Artificial neural network as a universal model of nonlinear dynamical systems

TL;DR

This paper introduces a neural network-based universal map that can replicate the behavior of various nonlinear dynamical systems directly from their ODEs, capturing bifurcations and enabling new analytical and numerical approaches.

Contribution

It presents a neural network model that encodes dynamical systems from their ODEs without numerical simulation, capturing bifurcations and enabling universal analysis.

Findings

High similarity between neural network model and numerical solutions for Lorenz, Rössler, and Hindmarch-Rose systems.

The model accurately reproduces attractors, spectra, bifurcation diagrams, and Lyapunov exponents.

The approach offers a new analytical and computational tool for studying nonlinear dynamical systems.

Abstract

We suggest a universal map capable to recover a behavior of a wide range of dynamical systems given by ODEs.

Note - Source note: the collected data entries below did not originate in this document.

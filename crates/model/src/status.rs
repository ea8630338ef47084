//! Per-frame classifications.

use serde::{Deserialize, Serialize};

use crate::frame::TimestampNs;

/// Whether the subject is facing the screen.
#[derive(Debug, Clone, Copy, PartialEq, Eq, PartialOrd, Ord, Hash, Serialize, Deserialize)]
pub enum WorkingStatus {
    #[serde(rename = "Working")]
    Working,
    #[serde(rename = "Not Working")]
    NotWorking,
}

impl WorkingStatus {
    pub const ALL: [WorkingStatus; 2] = [WorkingStatus::Working, WorkingStatus::NotWorking];

    pub fn label(&self) -> &'static str {
        match self {
            Self::Working => "Working",
            Self::NotWorking => "Not Working",
        }
    }
}

/// Graded concentration, ordered by intensity (`Low < Moderate < Deep`).
#[derive(Debug, Clone, Copy, PartialEq, Eq, PartialOrd, Ord, Hash, Serialize, Deserialize)]
pub enum ConcentrationLevel {
    Low,
    Moderate,
    Deep,
}

impl ConcentrationLevel {
    /// Report order: most intense first.
    pub const ALL: [ConcentrationLevel; 3] = [
        ConcentrationLevel::Deep,
        ConcentrationLevel::Moderate,
        ConcentrationLevel::Low,
    ];

    pub fn label(&self) -> &'static str {
        match self {
            Self::Low => "Low",
            Self::Moderate => "Moderate",
            Self::Deep => "Deep",
        }
    }
}

impl std::fmt::Display for WorkingStatus {
    fn fmt(&self, f: &mut std::fmt::Formatter<'_>) -> std::fmt::Result {
        f.write_str(self.label())
    }
}

impl std::fmt::Display for ConcentrationLevel {
    fn fmt(&self, f: &mut std::fmt::Formatter<'_>) -> std::fmt::Result {
        f.write_str(self.label())
    }
}

/// Live output for one analyzed frame, for real-time display.
#[derive(Debug, Clone, Copy, PartialEq, Serialize, Deserialize)]
pub struct FrameReading {
    /// Timestamp of the frame this reading was derived from.
    pub timestamp_ns: TimestampNs,
    pub status: WorkingStatus,
    pub level: ConcentrationLevel,
    /// Composite score in `[0, 1]`; 0 for frames without a face.
    pub composite: f64,
    /// Fraction of the deep dwell already sustained, while a run is active.
    pub deep_progress: Option<f64>,
}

The map is built as an artificial neural network whose weights encode a modeled system. We assume that ODEs are known and prepare training datasets using the equations directly without computing numerical time series. Parameter variations are taken into account in the course of training so that the network model captures bifurcation scenarios of the modeled system. Theoretical benefit from this approach is that the universal model admits using common mathematical methods without needing to develop a unique theory for each particular dynamical equations. Form the practical point of view the developed method can be considered as an alternative numerical method for solving dynamical ODEs suitable for running on contemporary neural network specific hardware. We consider the Lorenz system, the Roessler system and also Hindmarch-Rose neuron. For these three examples the network model is created and its dynamics is compared with ordinary numerical solutions. High similarity is observed for visual images of attractors, power spectra, bifurcation diagrams and Lyapunov exponents.